Density might explain some of the discrepancies with New York City. NYC is the densest big city in the country, at 28,000 people per square mile; San Francisco, the second-densest city, has 18,000 per square mile. But there are other factors that may have dampened the effects of the virus: early, aggressive interventions by political and public health officials to contain the spread of the coronavirus and steel the system against an outbreak. Taken as a whole, they suggest San Francisco saved a lot of lives by starting the clock on a response well before the coronavirus had officially arrived in the city. 

Here are four things San Francisco seems to have gotten right. 

Went on emergency footing early

On Feb. 25, nine days before San Francisco announced its first two coronavirus crisis, Mayor London Breed declared a state of emergency, allowing the city to fast-track hiring and loosening up funds and resources from the state and federal government. At the time there were 57 cases throughout the United States. It would be more than two weeks before New York City declared its own state of the emergency, at which point the city had 95 cases. 

As the San Francisco Chronicle‘s Heather Knight points out, Breed’s emergency declaration sped up preparations for a coronavirus response. Among other things it allowed the city to expand its emergency operations center. In two weeks, San Francisco hired 82 nurses, a process that typically takes months. In a month, Breed managed to score 30 recreational vehicles to serve as “isolation housing” for homeless people who test positive for the coronavirus but did not need hospitalization. And starting this week, the Moscone Center will turn into a homeless shelter for 600 people who need medical care while the city tries to secure 3,000 hotel rooms for homeless people and health care workers. 

Social distanced early

On March 11, six days after it announced its first two coronavirus cases, San Francisco barred gatherings of more than 1,000 people at a time and told folks not to leave their homes unless they needed to go grocery shopping and visit medical professionals. This set the stage for more dramatic measures at a time when President Trump was assuring Americans that the “risk is very, very low.”On March 16, a day after the Centers for Disease Control and Prevention advised against gatherings of at least 50 people, San Francisco along with five other Bay Area counties issued shelter-in-place orders, affecting 6.7 million people in all. On March 19, the rest of California followed suit. On March 20, 19 days after New York City reported its first case, New York Gov. Andrew Cuomo ordered a pause on non-essential businesses and a de facto quarantine order as cases began to swell. 

In San Francisco, after reports emerged of people flooding city parks and beaches, Breed vowed to crack down on the social distancing order, closing playgrounds and warning that public spaces could be next. “You are putting lives at stake. You are putting public health in jeopardy,” Breed said during a press conference on March 23. “What happens if it’s your grandmother? What happens if it’s your uncle? It’s a matter of life or death.”

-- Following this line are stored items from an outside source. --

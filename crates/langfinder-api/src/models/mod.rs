//! モデルモジュール

mod request;
mod response;

pub use request::{HighlightRequest, SearchRequest};
pub use response::{
  HighlightResponse, SearchResponse, TagResponse, TierBatchDto, TieredSearchResponse,
};
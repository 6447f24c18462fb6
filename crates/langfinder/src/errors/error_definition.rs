//! エラー定義

use std::io;
use std::path::PathBuf;
use std::sync::Arc;
use thiserror::Error;

use crate::models::LanguageField;

/// 設定（LangFinderConfig）関連のエラー
#[derive(Debug, Error, Clone)]
#[non_exhaustive]
pub enum ConfigError {
  /// search.keys が空
  #[error("search.keys に少なくとも1つのフィールドを指定してください")]
  EmptySearchKeys,

  /// キーの重みが正の有限値ではない
  #[error("フィールド {field} の重みは正の有限値である必要があります: actual={weight}")]
  InvalidKeyWeight {
    /// 対象フィールド
    field: LanguageField,
    /// 実際に指定された重み
    weight: f32,
  },

  /// search.default_limit < 1
  #[error("search.default_limit は 1 以上である必要があります: actual={actual}")]
  InvalidSearchDefaultLimit {
    /// 実際に指定された値
    actual: usize,
  },

  /// search.max_limit < search.default_limit
  #[error(
    "search.max_limit は search.default_limit 以上である必要があります: \
     default_limit={default_limit}, max_limit={max_limit}"
  )]
  InvalidSearchMaxLimit {
    /// search.default_limit
    default_limit: usize,
    /// search.max_limit
    max_limit: usize,
  },

  /// search.writer_memory_bytes が許容範囲外
  #[error(
    "search.writer_memory_bytes は {min}〜{max} バイトの範囲で指定してください: actual={actual}"
  )]
  InvalidWriterMemoryBytes {
    /// 許容される最小値（バイト）
    min: u64,
    /// 許容される最大値（バイト）
    max: u64,
    /// 実際に指定された値（バイト）
    actual: u64,
  },

  /// data.corpus_path と data.raw_registry_path のどちらも指定されていない
  #[error("data.corpus_path または data.raw_registry_path のどちらかを指定してください")]
  MissingCorpusSource,

  /// 設定ファイルの読み込み失敗
  #[error("設定ファイルの読み込みに失敗しました: path={path:?}, error={source}")]
  ReadFailed {
    /// 設定ファイルのパス
    path: PathBuf,
    /// 元となった IO エラー
    #[source]
    source: Arc<io::Error>,
  },

  /// 設定ファイルの JSON 解析失敗
  #[error("設定ファイルの解析に失敗しました: {0}")]
  Parse(Arc<serde_json::Error>),
}

/// データファイル（レジストリ、コーパス、タググループ）関連のエラー
#[derive(Debug, Error, Clone)]
#[non_exhaustive]
pub enum DataError {
  /// ファイルの読み込み失敗
  #[error("データファイルの読み込みに失敗しました: path={path:?}, error={source}")]
  ReadFailed {
    /// 対象ファイル
    path: PathBuf,
    /// 元となった IO エラー
    #[source]
    source: Arc<io::Error>,
  },

  /// ファイルの書き込み失敗
  #[error("データファイルの書き込みに失敗しました: path={path:?}, error={source}")]
  WriteFailed {
    /// 対象ファイル
    path: PathBuf,
    /// 元となった IO エラー
    #[source]
    source: Arc<io::Error>,
  },

  /// JSON の解析失敗
  #[error("JSON の解析に失敗しました: path={path:?}, error={source}")]
  Parse {
    /// 対象ファイル
    path: PathBuf,
    /// 元となった JSON エラー
    #[source]
    source: Arc<serde_json::Error>,
  },

  /// JSON のシリアライズ失敗
  #[error("JSON のシリアライズに失敗しました: {0}")]
  Serialize(Arc<serde_json::Error>),

  /// 生レジストリのトップレベルが配列ではない
  #[error("生レジストリは JSON 配列である必要があります: path={0:?}")]
  RegistryNotAnArray(PathBuf),
}

/// インデクサー関連のエラー
#[derive(Debug, Error, Clone)]
#[non_exhaustive]
pub enum IndexerError {
  /// Tantivy のインデックス操作エラー
  #[error("Tantivy インデックスエラー: {0}")]
  Tantivy(#[from] tantivy::TantivyError),

  /// 検索キーが1つも指定されていない
  #[error("検索キーが指定されていません")]
  NoSearchKeys,
}

/// 検索関連エラー
#[derive(Debug, Error, Clone)]
#[non_exhaustive]
pub enum SearcherError {
  /// インデックス構築時のエラー
  #[error(transparent)]
  Indexer(#[from] IndexerError),

  /// Tantivy の検索処理エラー
  #[error("Tantivy 検索エラー: {0}")]
  Tantivy(#[from] tantivy::TantivyError),

  /// トークナイザーが登録されていない
  #[error("トークナイザー `{0}` が登録されていません")]
  TokenizerNotRegistered(String),

  /// インデックスのスキーマ不整合など、検索に利用できない状態
  #[error("インデックスが不正です: field={field}, reason={reason}")]
  InvalidIndex {
    /// 問題が発生したフィールド名
    field: String,
    /// 不整合の理由
    reason: String,
  },
}

/// 統合エラー
/// 本クレートの外部に公開するエラー用 API はこのエラーを返すこと
/// `LangFinderResult<T>` = `Result<T, LangFinderError>` として使用する
///
/// 検索・ハイライト・タグ解決・正規化そのものはエラーを返さない。
/// ここに現れるのは起動時のデータ読み込みとインデックス構築の失敗のみ。
#[derive(Debug, Error, Clone)]
#[non_exhaustive]
pub enum LangFinderError {
  /// 設定エラー
  #[error(transparent)]
  Config(#[from] ConfigError),

  /// データファイル関連エラー
  #[error(transparent)]
  Data(#[from] DataError),

  /// インデクサー関連エラー
  #[error(transparent)]
  Indexer(#[from] IndexerError),

  /// 検索関連エラー
  #[error(transparent)]
  Searcher(#[from] SearcherError),
}

/// langfinder クレートの標準 Result 型エイリアス
pub type LangFinderResult<T> = Result<T, LangFinderError>;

Listened to public health officials early

San Francisco’s public health director, Dr. Grant Colfax, had been tracking the coronavirus’ trajectory since December. In stark contrast, as the Washington Post reported, intelligence officials gave “ominous, classified warnings” of an impending pandemic in January and February, even as Trump and others downplayed the threat to the United States. 

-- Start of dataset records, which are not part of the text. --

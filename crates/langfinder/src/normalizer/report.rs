//! 正規化結果のレポート型定義
//!
//! 生レジストリの行数・スキップ数・派生コード数、
//! および未解決のマクロ言語展開を集計する型を定義します。

use serde::{Deserialize, Serialize};

/// 1つの行から3つ以上のコードが得られたマクロ言語展開
///
/// どのコードが正しいかは判断せず、記録のみ行う。
#[derive(Debug, Clone, PartialEq, Eq, Serialize, Deserialize)]
pub struct AmbiguousExpansion {
  /// 元の行の ISO 639-3 コード
  pub source_code: String,
  /// 元のコードを含む、その行から得られた全コード（昇順）
  pub codes: Vec<String>,
}

/// `DataNormalizer::normalize` の集計結果
#[derive(Debug, Clone, Default, PartialEq, Eq, Serialize, Deserialize)]
pub struct NormalizationReport {
  /// 入力行の総数
  pub total_rows: usize,
  /// iso639_3 を持たないためスキップしたメタデータ行の数
  pub skipped_metadata_rows: usize,
  /// マージされたデータ行の数
  pub merged_rows: usize,
  /// マクロ言語展開で派生したコードの数（重複を含む）
  pub derived_disambiguation_codes: usize,
  /// 出力レコード数
  pub records: usize,
  /// 未解決のマクロ言語展開
  pub ambiguous_expansions: Vec<AmbiguousExpansion>,
}

impl NormalizationReport {
  /// 未解決の展開があるか
  pub fn has_ambiguities(&self) -> bool {
    !self.ambiguous_expansions.is_empty()
  }

  /// 入力行を記録
  pub fn record_row(&mut self) {
    self.total_rows += 1;
  }

  /// スキップを記録
  pub fn record_skipped(&mut self) {
    self.skipped_metadata_rows += 1;
  }

  /// マージを記録
  pub fn record_merged(&mut self) {
    self.merged_rows += 1;
  }

  /// 派生コードを記録
  pub fn record_derived(&mut self) {
    self.derived_disambiguation_codes += 1;
  }

  /// 未解決の展開を記録
  pub fn record_ambiguous(&mut self, source_code: impl Into<String>, codes: Vec<String>) {
    self.ambiguous_expansions.push(AmbiguousExpansion {
      source_code: source_code.into(),
      codes,
    });
  }
}
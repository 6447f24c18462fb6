//! tags module
//!
//! Tag-group building and shortest-tag resolution.

pub mod shortest_tag;

/// Re-exports
pub use shortest_tag::{ShortestTagResolver, build_tag_groups};
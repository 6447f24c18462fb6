//! registry module
//!
//! Static code tables and the JSON data boundaries (raw registry, corpus, tag groups).

pub mod code_registry;
pub mod data_loader;

/// Re-exports
pub use code_registry::CodeRegistry;
pub use data_loader::{
  load_corpus, load_known_codes, load_raw_registry, load_tag_groups, save_corpus, save_tag_groups,
};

Colfax pushed the city to set up the emergency operations center in January. It has relocated to the larger Moscone Center. “It was so important for us in San Francisco to get ahead of this, to get ahead of the curve before there even was a curve in San Francisco,” Colfax told the Chronicle.

Prepared for the surge 

Despite their apparent success in mitigating the spread of the virus, Breed and other officials on Wednesday were still preparing for the worst as they pleaded for more resources ahead of an anticipated surge in cases. The Chronicle reported that the city still needed 1,500 more ventilators and 5,000 more hospital beds to manage the peak of the coronavirus outbreak, based on a model comparing what’s happening in San Francisco to what transpired in Wuhan, China; New York City; and Italy. Like other officials, Breed requested from the federal government more protective gear, testing, ventilators, and beds ahead of the surge.

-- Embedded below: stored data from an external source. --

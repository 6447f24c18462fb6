//! Match highlighting
//!
//! Splits a display string into plain and highlighted segments around every
//! case-insensitive literal occurrence of the matched text.

use regex::RegexBuilder;
use tracing::debug;

use crate::models::FormattedSegment;

/// Splits `text` around the occurrences of `match_substring`.
///
/// - empty `text` → no segments
/// - empty `match_substring` → one plain segment
/// - otherwise alternating plain / highlighted segments, empty ones dropped
///
/// Matching is literal, case-insensitive, greedy left-to-right and
/// non-overlapping. Concatenating the segments always reproduces `text`.
pub fn highlight_matches(match_substring: &str, text: &str) -> Vec<FormattedSegment> {
  if text.is_empty() {
    return Vec::new();
  }
  if match_substring.is_empty() {
    return vec![FormattedSegment::plain(text)];
  }

  let pattern = match RegexBuilder::new(&regex::escape(match_substring))
    .case_insensitive(true)
    .build()
  {
    Ok(pattern) => pattern,
    Err(e) => {
      debug!(error = %e, "Highlight pattern rejected; returning plain text");
      return vec![FormattedSegment::plain(text)];
    }
  };

  let mut segments = Vec::new();
  let mut cursor = 0;
  for found in pattern.find_iter(text) {
    if found.start() > cursor {
      segments.push(FormattedSegment::plain(&text[cursor..found.start()]));
    }
    if !found.as_str().is_empty() {
      segments.push(FormattedSegment::highlighted(found.as_str()));
    }
    cursor = found.end();
  }
  if cursor < text.len() {
    segments.push(FormattedSegment::plain(&text[cursor..]));
  }

  segments
}

// ─────────────────────────────────────────────────────────────────────────────
// Test Module
// ─────────────────────────────────────────────────────────────────────────────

The hope ultimately is to give hospitals more capacity to absorb the surge. As my colleague Julia Lurie pointed out two weeks ago in her look at UCSF Medical Center: 

The hospital canceled elective surgeries to free up manpower, bed space, and, supplies, and it set up “COVID wards” for patients admitted to the hospital with coronavirus. As of Monday, security guards are posted outside the hospital to screen every person as they walk in, asking questions about respiratory symptoms, fevers, and “high-risk contact” with anyone with coronavirus.

Last week, the hospital erected two military-grade tent structures in the parking lot to triage incoming patients with respiratory symptoms: one for less ill, “treat-and-release” patients, the other for more serious cases that may necessitate being admitted to the hospital.

“It is plausible that … we could have a scenario similar to the one that is playing out in New York this very day,” Colfax said on Wednesday. “I’m sorry to say the worst is yet to come. Yet we are preparing, as we have been since the very beginning of this emergency.”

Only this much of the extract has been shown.